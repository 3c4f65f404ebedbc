//! Parcel (pasture) polygons loaded from an OGR vector source.

use std::collections::{BTreeMap, HashSet};
use std::path::Path;

use gdal::spatial_ref::{CoordTransform, SpatialRef};
use gdal::vector::{Geometry, LayerAccess};
use gdal::Dataset;
use gdal_sys::OGRwkbGeometryType;

use crate::core::rasterize::{Polygon, Ring};
use crate::types::{BoundingBox, RangesatError, RangesatResult};

/// One pasture polygon set, keyed `<pasture><delimiter><ranch>`
#[derive(Debug, Clone, PartialEq)]
pub struct Parcel {
    pub key: String,
    pub pasture: String,
    pub ranch: String,
    pub polygons: Vec<Polygon>,
    /// Area attribute in hectares, when the source carries one
    pub area_ha: Option<f64>,
}

impl Parcel {
    pub fn from_key(key: &str, delimiter: &str, polygons: Vec<Polygon>, area_ha: Option<f64>) -> RangesatResult<Self> {
        let (pasture, ranch) = split_key(key, delimiter)?;
        Ok(Self {
            key: key.to_string(),
            pasture,
            ranch,
            polygons,
            area_ha,
        })
    }

    pub fn bounds(&self) -> Option<BoundingBox> {
        self.polygons
            .iter()
            .filter_map(Polygon::bounds)
            .reduce(|a, b| a.union(&b))
    }

    pub fn matches(&self, ranch: &str, pasture: &str) -> bool {
        normalize_name(&self.ranch) == normalize_name(ranch)
            && normalize_name(&self.pasture) == normalize_name(pasture)
    }
}

/// Split `<pasture><delimiter><ranch>`; underscores in keys read as spaces
pub fn split_key(key: &str, delimiter: &str) -> RangesatResult<(String, String)> {
    let mut parts = key.splitn(2, delimiter);
    match (parts.next(), parts.next()) {
        (Some(pasture), Some(ranch)) if !pasture.trim().is_empty() && !ranch.trim().is_empty() => Ok((
            pasture.trim().replace('_', " "),
            ranch.trim().replace('_', " "),
        )),
        _ => Err(RangesatError::Configuration(format!(
            "parcel key '{}' is not of the form <pasture>{}<ranch>",
            key, delimiter
        ))),
    }
}

/// Case-insensitive comparison form; `_` and space are equivalent
pub fn normalize_name(name: &str) -> String {
    name.trim().replace('_', " ").to_lowercase()
}

/// All parcels of a location in one CRS
#[derive(Debug, Clone, Default)]
pub struct ParcelSet {
    pub parcels: Vec<Parcel>,
    /// WKT of the polygon coordinates; empty when undeclared
    pub crs_wkt: String,
}

impl ParcelSet {
    pub fn new(parcels: Vec<Parcel>, crs_wkt: String) -> RangesatResult<Self> {
        let mut seen = HashSet::new();
        for parcel in &parcels {
            let id = (normalize_name(&parcel.ranch), normalize_name(&parcel.pasture));
            if !seen.insert(id) {
                return Err(RangesatError::Configuration(format!(
                    "duplicate pasture '{}' in ranch '{}'",
                    parcel.pasture, parcel.ranch
                )));
            }
        }
        Ok(Self { parcels, crs_wkt })
    }

    /// Load every feature of the first layer of `path`
    pub fn load<P: AsRef<Path>>(
        path: P,
        key_field: &str,
        delimiter: &str,
        area_field: Option<&str>,
    ) -> RangesatResult<Self> {
        let path = path.as_ref();
        let dataset = Dataset::open(path)?;
        let mut layer = dataset.layer(0)?;
        let crs_wkt = match layer.spatial_ref() {
            Some(srs) => srs.to_wkt()?,
            None => {
                log::warn!("{} declares no CRS; coordinates are used as is", path.display());
                String::new()
            }
        };

        let mut parcels = Vec::new();
        for feature in layer.features() {
            let key = feature.field_as_string_by_name(key_field)?.ok_or_else(|| {
                RangesatError::Configuration(format!(
                    "feature without '{}' property in {}",
                    key_field,
                    path.display()
                ))
            })?;
            let area_ha = match area_field {
                Some(field) => feature.field_as_double_by_name(field)?,
                None => None,
            };
            let polygons = match feature.geometry() {
                Some(geometry) => polygons_from_geometry(geometry)?,
                None => Vec::new(),
            };
            parcels.push(Parcel::from_key(&key, delimiter, polygons, area_ha)?);
        }

        log::info!("Loaded {} parcels from {}", parcels.len(), path.display());
        Self::new(parcels, crs_wkt)
    }

    pub fn len(&self) -> usize {
        self.parcels.len()
    }

    pub fn is_empty(&self) -> bool {
        self.parcels.is_empty()
    }

    pub fn find(&self, ranch: &str, pasture: &str) -> Option<&Parcel> {
        self.parcels.iter().find(|p| p.matches(ranch, pasture))
    }

    /// Ranch name to sorted pasture names
    pub fn ranches(&self) -> BTreeMap<String, Vec<String>> {
        let mut out: BTreeMap<String, Vec<String>> = BTreeMap::new();
        for parcel in &self.parcels {
            out.entry(parcel.ranch.clone()).or_default().push(parcel.pasture.clone());
        }
        for pastures in out.values_mut() {
            pastures.sort();
        }
        out
    }

    /// Union of all parcel bounds in the source CRS
    pub fn bounds(&self) -> Option<BoundingBox> {
        self.parcels
            .iter()
            .filter_map(Parcel::bounds)
            .reduce(|a, b| a.union(&b))
    }

    /// Study area in WGS84 longitude/latitude
    pub fn wgs_bounds(&self) -> RangesatResult<Option<BoundingBox>> {
        match self.bounds() {
            Some(b) => Ok(Some(transform_bbox(&b, &self.crs_wkt, WGS84)?)),
            None => Ok(None),
        }
    }

    /// Copy with every vertex transformed into `dst_wkt`
    pub fn reprojected(&self, dst_wkt: &str) -> RangesatResult<ParcelSet> {
        if self.crs_wkt.is_empty() || dst_wkt.is_empty() || same_crs(&self.crs_wkt, dst_wkt)? {
            return Ok(self.clone());
        }
        let transform = coord_transform(&self.crs_wkt, dst_wkt)?;
        let mut parcels = self.parcels.clone();
        for parcel in &mut parcels {
            for polygon in &mut parcel.polygons {
                for ring in &mut polygon.rings {
                    transform_ring(&transform, ring)?;
                }
            }
        }
        Ok(ParcelSet {
            parcels,
            crs_wkt: dst_wkt.to_string(),
        })
    }
}

/// Marker for the geographic WGS84 CRS in the transform helpers
pub const WGS84: &str = "EPSG:4326";

fn spatial_ref(definition: &str) -> RangesatResult<SpatialRef> {
    let srs = if definition == WGS84 {
        SpatialRef::from_epsg(4326)?
    } else {
        SpatialRef::from_definition(definition)?
    };
    srs.set_axis_mapping_strategy(gdal_sys::OSRAxisMappingStrategy::OAMS_TRADITIONAL_GIS_ORDER);
    Ok(srs)
}

fn same_crs(a: &str, b: &str) -> RangesatResult<bool> {
    if a == b {
        return Ok(true);
    }
    Ok(spatial_ref(a)? == spatial_ref(b)?)
}

fn coord_transform(src: &str, dst: &str) -> RangesatResult<CoordTransform> {
    Ok(CoordTransform::new(&spatial_ref(src)?, &spatial_ref(dst)?)?)
}

fn transform_ring(transform: &CoordTransform, ring: &mut Ring) -> RangesatResult<()> {
    let mut xs: Vec<f64> = ring.iter().map(|p| p.0).collect();
    let mut ys: Vec<f64> = ring.iter().map(|p| p.1).collect();
    let mut zs = vec![0.0; ring.len()];
    transform.transform_coords(&mut xs, &mut ys, &mut zs)?;
    for (point, (x, y)) in ring.iter_mut().zip(xs.into_iter().zip(ys)) {
        *point = (x, y);
    }
    Ok(())
}

/// Transform a bounding box between two CRS definitions (WKT or `EPSG:4326`).
/// Edges are densified so curved boundaries stay enclosed. An empty
/// definition on either side leaves the box unchanged.
pub fn transform_bbox(bbox: &BoundingBox, src: &str, dst: &str) -> RangesatResult<BoundingBox> {
    if src.is_empty() || dst.is_empty() || same_crs(src, dst)? {
        return Ok(*bbox);
    }
    let transform = coord_transform(src, dst)?;
    let out = transform.transform_bounds(&bbox.as_array(), 21)?;
    Ok(BoundingBox::new(out[0], out[1], out[2], out[3]))
}

fn flat_geometry_type(geometry: &Geometry) -> u32 {
    (geometry.geometry_type() & 0x7fff_ffff) % 1000
}

/// Polygons of a Polygon or MultiPolygon geometry; other types are rejected
pub fn polygons_from_geometry(geometry: &Geometry) -> RangesatResult<Vec<Polygon>> {
    let kind = flat_geometry_type(geometry);
    if kind == OGRwkbGeometryType::wkbPolygon {
        Ok(vec![polygon_rings(geometry)])
    } else if kind == OGRwkbGeometryType::wkbMultiPolygon {
        Ok((0..geometry.geometry_count())
            .map(|i| polygon_rings(&geometry.get_geometry(i)))
            .collect())
    } else {
        Err(RangesatError::Configuration(format!(
            "unsupported parcel geometry type {}",
            geometry.geometry_name()
        )))
    }
}

fn polygon_rings(polygon: &Geometry) -> Polygon {
    let rings = (0..polygon.geometry_count())
        .map(|i| {
            polygon
                .get_geometry(i)
                .get_point_vec()
                .into_iter()
                .map(|(x, y, _)| (x, y))
                .collect()
        })
        .collect();
    Polygon::new(rings)
}

#[cfg(test)]
mod tests {
    use super::*;

    fn square(x: f64, y: f64) -> Polygon {
        Polygon::rectangle(&BoundingBox::new(x, y, x + 100.0, y + 100.0))
    }

    #[test]
    fn test_split_key() {
        assert_eq!(
            split_key("North_Field+Ranch A", "+").unwrap(),
            ("North Field".to_string(), "Ranch A".to_string())
        );
        assert!(split_key("NoDelimiter", "+").is_err());
        assert!(split_key("+Ranch", "+").is_err());
    }

    #[test]
    fn test_name_matching_ignores_case_and_underscores() {
        let parcel = Parcel::from_key("North Field+Ranch A", "+", vec![square(0.0, 0.0)], None).unwrap();
        assert!(parcel.matches("ranch_a", "NORTH_FIELD"));
        assert!(!parcel.matches("ranch b", "north field"));
        assert_eq!(parcel.key, "North Field+Ranch A");
    }

    #[test]
    fn test_duplicate_keys_rejected() {
        let a = Parcel::from_key("North+Ranch", "+", vec![square(0.0, 0.0)], None).unwrap();
        let b = Parcel::from_key("north+RANCH", "+", vec![square(200.0, 0.0)], None).unwrap();
        assert!(matches!(
            ParcelSet::new(vec![a.clone(), b], String::new()),
            Err(RangesatError::Configuration(_))
        ));

        let c = Parcel::from_key("North+Other", "+", vec![square(200.0, 0.0)], None).unwrap();
        let set = ParcelSet::new(vec![a, c], String::new()).unwrap();
        assert_eq!(set.len(), 2);
        assert_eq!(set.ranches().len(), 2);
    }

    #[test]
    fn test_bounds_union_without_crs() {
        let a = Parcel::from_key("A+R", "+", vec![square(0.0, 0.0)], None).unwrap();
        let b = Parcel::from_key("B+R", "+", vec![square(200.0, 50.0)], None).unwrap();
        let set = ParcelSet::new(vec![a, b], String::new()).unwrap();
        let expected = BoundingBox::new(0.0, 0.0, 300.0, 150.0);
        assert_eq!(set.bounds(), Some(expected));
        // no declared CRS: coordinates pass through untouched
        assert_eq!(set.wgs_bounds().unwrap(), Some(expected));
        assert_eq!(set.ranches()["R"], vec!["A".to_string(), "B".to_string()]);
    }
}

→ **What the exercise asks**
Begin at the line that has "let out = transform.transform_bounds(&bbox.as_array(), 21)?;" in the entries above; stop after the line that has "else if kind". Transcribe exactly those lines and no others.

→ **Your response**
    let out = transform.transform_bounds(&bbox.as_array(), 21)?;
    Ok(BoundingBox::new(out[0], out[1], out[2], out[3]))
}

fn flat_geometry_type(geometry: &Geometry) -> u32 {
    (geometry.geometry_type() & 0x7fff_ffff) % 1000
}

/// Polygons of a Polygon or MultiPolygon geometry; other types are rejected
pub fn polygons_from_geometry(geometry: &Geometry) -> RangesatResult<Vec<Polygon>> {
    let kind = flat_geometry_type(geometry);
    if kind == OGRwkbGeometryType::wkbPolygon {
        Ok(vec![polygon_rings(geometry)])
    } else if kind == OGRwkbGeometryType::wkbMultiPolygon {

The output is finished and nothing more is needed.